L’idea è quella di inibire l’attività di uno di questi fattori, supponendo che la sua perdita di attività non abbia impatto sul rischio emorragico, ma ne abbia quanto basta sul rischio trombotico. Come i lettori del portale sanno, l’industria ha sposato questo progetto e il fattore che finora ha riscosso notevole interesse (e anche qualche successo) è il FXI. Sono stati sviluppati dei farmaci, inizialmente per uso endovena e successivamente per uso orale, capaci di inibire il FXI, attivato e zimogeno e sono stati valutati per efficacia e sicurezza in alcuni studi per la prevenzione del tromboembolismo venoso postoperatorio nella chirurgia del ginocchio, nei quali uno di essi è risultato sicuro ed efficace rispetto al comparatore (EBPM) (Verhamme P et al. N Engl J Med 2021; 385: 609-617). Lo stesso farmaco è stato valutato per la sicurezza (ma non per l’efficacia) in un altro studio in pazienti con fibrillazione atriale, nel quale è risultato più sicuro per eventi emorragici rispetto al comparatore (apixaban) (Piccini JP, et al. Lancet 2022; 399:1383-90). Un terzo studio di fase II ha valutato lo stesso farmaco nella prevenzione secondaria in pazienti con ictus ischemico non-cardioembolico, nel quale è risultato sicuro, ma non efficace, anche se l’analisi post-hoc, avrebbe dimostrato un qualche beneficio nel sottogruppo di pazienti con aterosclerosi (Shoamanesh A, et al. Lancet 2022; 400):997-1007). Sembrerebbe quindi che il percorso dell’inibitore del FXI, prima salutato con tanto entusiasmo, abbia luci e ombre. Tuttavia, prima di dare giudizi definitivi è ragionevole aspettare lo studio di fase III sulla fibrillazione atriale.

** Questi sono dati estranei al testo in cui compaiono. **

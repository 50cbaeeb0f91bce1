//! REST client for inventory category records.

use contracts::domain::inventory::{ItemCategory, ItemCategoryDraft};

use crate::shared::api::{self, ApiError};

pub async fn fetch_item_categories() -> Result<Vec<ItemCategory>, ApiError> {
    api::get_json("/item-categories/find-all").await
}

pub async fn create_item_category(draft: &ItemCategoryDraft) -> Result<ItemCategory, ApiError> {
    api::post_json("/item-categories/create", draft).await
}

pub async fn update_item_category(category: &ItemCategory) -> Result<(), ApiError> {
    api::put_json(&format!("/item-categories/update/{}", category.id), category).await
}

pub async fn delete_item_categories(ids: &[String]) -> Result<(), ApiError> {
    api::delete_all(ids.iter().map(|id| format!("/item-categories/delete/{}", id))).await
}
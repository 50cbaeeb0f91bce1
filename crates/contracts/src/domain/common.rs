/// A backend record addressable by a stable identifier.
///
/// The identifier is assigned server-side (`_id` on the wire) and is the key
/// used for local reconciliation after update/delete calls. Rows without an
/// identifier are a construction-time error, never a positional fallback.
pub trait Record {
    fn id(&self) -> &str;
}
use leptos::prelude::*;

/// Multi-choice filter dropdown with checkbox entries, used by list
/// toolbars ("Filter by Country", "Filter by Category", ...). The button
/// label carries the selection count; clearing happens entry by entry or
/// through the clear control.
#[component]
pub fn MultiSelect(
    #[prop(into)] label: String,
    #[prop(into)] value: Signal<Vec<String>>,
    on_change: Callback<Vec<String>>,
    #[prop(into)] options: Signal<Vec<String>>,
) -> impl IntoView {
    let (open, set_open) = signal(false);
    let button_label = {
        let label = label.clone();
        move || {
            let count = value.with(|v| v.len());
            if count == 0 {
                label.clone()
            } else {
                format!("{} ({})", label, count)
            }
        }
    };

    let toggle_option = move |option: String| {
        let mut selected = value.get_untracked();
        if let Some(pos) = selected.iter().position(|s| *s == option) {
            selected.remove(pos);
        } else {
            selected.push(option);
        }
        on_change.run(selected);
    };

    view! {
        <div class="multi-select">
            <button
                class="multi-select__trigger"
                class=("multi-select__trigger--active", move || !value.with(|v| v.is_empty()))
                on:click=move |_| set_open.update(|o| *o = !*o)
            >
                {button_label}
            </button>
            <Show when=move || open.get()>
                <div class="multi-select__menu">
                    <For
                        each=move || options.get()
                        key=|option| option.clone()
                        children=move |option| {
                            let option_for_check = option.clone();
                            let option_for_toggle = option.clone();
                            let checked = Signal::derive(move || {
                                value.with(|v| v.contains(&option_for_check))
                            });
                            view! {
                                <label class="multi-select__option">
                                    <input
                                        type="checkbox"
                                        prop:checked=checked
                                        on:change=move |_| toggle_option(option_for_toggle.clone())
                                    />
                                    <span>{option}</span>
                                </label>
                            }
                        }
                    />
                    <div class="multi-select__footer">
                        <button
                            class="button button--text button--small"
                            on:click=move |_| on_change.run(Vec::new())
                        >
                            "Clear"
                        </button>
                        <button
                            class="button button--text button--small"
                            on:click=move |_| set_open.set(false)
                        >
                            "Done"
                        </button>
                    </div>
                </div>
            </Show>
        </div>
    }
}
//! Required-field checking shared by every entity form.
//!
//! Pages assemble the `(name, value)` pairs — including conditionally
//! required fields — and abort the whole submit on the first failure with a
//! single warning toast, before any network call.

/// Names of required fields whose value is empty after trimming.
pub fn missing_required<'a>(fields: &[(&'a str, &str)]) -> Vec<&'a str> {
    fields
        .iter()
        .filter(|(_, value)| value.trim().is_empty())
        .map(|(name, _)| *name)
        .collect()
}

pub fn all_present(fields: &[(&str, &str)]) -> bool {
    missing_required(fields).is_empty()
}

#[cfg(test)]
mod tests {
    use super::*;

    #[test]
    fn test_trimmed_blank_counts_as_missing() {
        let missing = missing_required(&[("name", "Island Tours"), ("email", "   "), ("phone", "")]);
        assert_eq!(missing, vec!["email", "phone"]);
    }

    #[test]
    fn test_all_present() {
        assert!(all_present(&[("name", "A"), ("phone", "071")]));
        assert!(!all_present(&[("name", "A"), ("phone", "\t")]));
    }

    #[test]
    fn test_conditional_field_added_by_caller() {
        // "Assigned To" becomes required only when the item is in use; the
        // page appends it to the list before checking.
        let status = "In Use";
        let assigned_to = "";
        let mut fields = vec![("name", "Projector"), ("status", status)];
        if status == contracts::domain::inventory::STATUS_IN_USE {
            fields.push(("assignedTo", assigned_to));
        }
        assert_eq!(missing_required(&fields), vec!["assignedTo"]);
    }
}
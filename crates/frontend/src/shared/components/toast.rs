//! Process-wide notification channel.
//!
//! One toast is visible at a time; later toasts queue FIFO behind it instead
//! of overwriting it, so error context from overlapping async failures is
//! not lost. Each visible toast auto-dismisses after a fixed duration.

use std::collections::VecDeque;

use gloo_timers::future::TimeoutFuture;
use leptos::prelude::*;
use wasm_bindgen_futures::spawn_local;

use crate::shared::icons::icon;

pub const TOAST_DURATION_MS: u32 = 3000;

#[derive(Debug, Clone, Copy, PartialEq, Eq)]
pub enum ToastKind {
    Success,
    Error,
    Warning,
    Info,
}

impl ToastKind {
    fn css(self) -> &'static str {
        match self {
            ToastKind::Success => "success",
            ToastKind::Error => "error",
            ToastKind::Warning => "warning",
            ToastKind::Info => "info",
        }
    }
}

#[derive(Debug, Clone, PartialEq)]
pub struct Toast {
    pub id: u64,
    pub message: String,
    pub kind: ToastKind,
}

/// FIFO queue: one visible slot plus pending toasts in arrival order.
#[derive(Debug, Clone, Default, PartialEq)]
pub struct ToastQueue {
    next_id: u64,
    visible: Option<Toast>,
    pending: VecDeque<Toast>,
}

impl ToastQueue {
    /// Enqueue a toast. Returns its id if it became visible immediately
    /// (the caller arms the dismiss timer for visible toasts only).
    pub fn push(&mut self, message: impl Into<String>, kind: ToastKind) -> Option<u64> {
        self.next_id += 1;
        let toast = Toast {
            id: self.next_id,
            message: message.into(),
            kind,
        };
        if self.visible.is_none() {
            let id = toast.id;
            self.visible = Some(toast);
            Some(id)
        } else {
            self.pending.push_back(toast);
            None
        }
    }

    pub fn visible(&self) -> Option<&Toast> {
        self.visible.as_ref()
    }

    /// Dismiss the visible toast if it still carries `id` (a stale timer for
    /// an already-dismissed toast is a no-op). Returns the id of the toast
    /// promoted into the visible slot, if any.
    pub fn dismiss(&mut self, id: u64) -> Option<u64> {
        if self.visible.as_ref().map(|t| t.id) != Some(id) {
            return None;
        }
        self.visible = self.pending.pop_front();
        self.visible.as_ref().map(|t| t.id)
    }
}

/// Shared handle to the toast queue; provided once at the app root.
#[derive(Clone, Copy)]
pub struct ToastService {
    queue: RwSignal<ToastQueue>,
}

impl ToastService {
    pub fn new() -> Self {
        Self {
            queue: RwSignal::new(ToastQueue::default()),
        }
    }

    pub fn show(&self, message: impl Into<String>, kind: ToastKind) {
        let mut became_visible = None;
        self.queue.update(|q| became_visible = q.push(message, kind));
        if let Some(id) = became_visible {
            self.arm_timer(id);
        }
    }

    pub fn success(&self, message: impl Into<String>) {
        self.show(message, ToastKind::Success);
    }

    pub fn error(&self, message: impl Into<String>) {
        self.show(message, ToastKind::Error);
    }

    pub fn warning(&self, message: impl Into<String>) {
        self.show(message, ToastKind::Warning);
    }

    /// Manual dismissal from the close button.
    pub fn dismiss_visible(&self) {
        let current = self.queue.with_untracked(|q| q.visible().map(|t| t.id));
        if let Some(id) = current {
            self.advance(id);
        }
    }

    fn advance(&self, id: u64) {
        let mut promoted = None;
        self.queue.update(|q| promoted = q.dismiss(id));
        if let Some(next) = promoted {
            self.arm_timer(next);
        }
    }

    fn arm_timer(&self, id: u64) {
        let service = *self;
        spawn_local(async move {
            TimeoutFuture::new(TOAST_DURATION_MS).await;
            service.advance(id);
        });
    }

    fn visible_signal(&self) -> Signal<Option<Toast>> {
        let queue = self.queue;
        Signal::derive(move || queue.with(|q| q.visible().cloned()))
    }
}

impl Default for ToastService {
    fn default() -> Self {
        Self::new()
    }
}

/// Renders the visible toast; mounted once at the app root.
#[component]
pub fn ToastHost() -> impl IntoView {
    let service = use_context::<ToastService>().expect("ToastService not found in context");
    let visible = service.visible_signal();

    view! {
        {move || visible.get().map(|toast| view! {
            <div class=format!("toast toast--{}", toast.kind.css())>
                <span class="toast__message">{toast.message.clone()}</span>
                <button
                    class="button button--icon toast__close"
                    on:click=move |_| service.dismiss_visible()
                >
                    {icon("x")}
                </button>
            </div>
        })}
    }
}

#[cfg(test)]
mod tests {
    use super::*;

    #[test]
    fn test_first_toast_is_visible_immediately() {
        let mut queue = ToastQueue::default();
        let id = queue.push("saved", ToastKind::Success);
        assert!(id.is_some());
        assert_eq!(queue.visible().unwrap().message, "saved");
    }

    #[test]
    fn test_later_toasts_queue_instead_of_overwriting() {
        let mut queue = ToastQueue::default();
        let first = queue.push("first failed", ToastKind::Error).unwrap();
        assert_eq!(queue.push("second failed", ToastKind::Error), None);
        assert_eq!(queue.visible().unwrap().message, "first failed");

        let promoted = queue.dismiss(first).unwrap();
        assert_eq!(queue.visible().unwrap().message, "second failed");
        assert_eq!(queue.visible().unwrap().id, promoted);
        assert_eq!(queue.dismiss(promoted), None);
        assert!(queue.visible().is_none());
    }

    #[test]
    fn test_stale_dismiss_is_a_noop() {
        let mut queue = ToastQueue::default();
        let first = queue.push("one", ToastKind::Info).unwrap();
        queue.dismiss(first);
        let second = queue.push("two", ToastKind::Info).unwrap();
        // The timer of the already-dismissed toast must not kill its successor.
        assert_eq!(queue.dismiss(first), None);
        assert_eq!(queue.visible().unwrap().id, second);
    }
}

Nel frattempo però, altre nubi si addensano su questo nuova molecola. Recentissimamente, un gruppo di ricercatori ha pubblicato sulla prestigiosa rivista Science risultati che documenterebbero un effetto “cross-talk” fra fegato e cuore, mediato dal FXI, che viene prodotto dal fegato (Cao Y, et al. Science 2022;3 77: 1399-406). Il FXI avrebbe un effetto protettivo per il cuore, riducendo il rischio di disfunzione diastolica, una forma comune di insufficienza cardiaca con normale frazione di eiezione. Lo studio in questione si riferisce a una ricerca di base su modello animale ed è quindi prematuro azzardare giudizi, tuttavia, se l’ipotesi dei ricercatori fosse corretta e supportata da dati clinici, sull’uomo, indurrebbe a pensare che una carenza di attività del FXI, indotta dal farmaco anticoagulante, potrebbe essere utile per l’anticoagulazione, ma non per l’insufficienza cardiaca.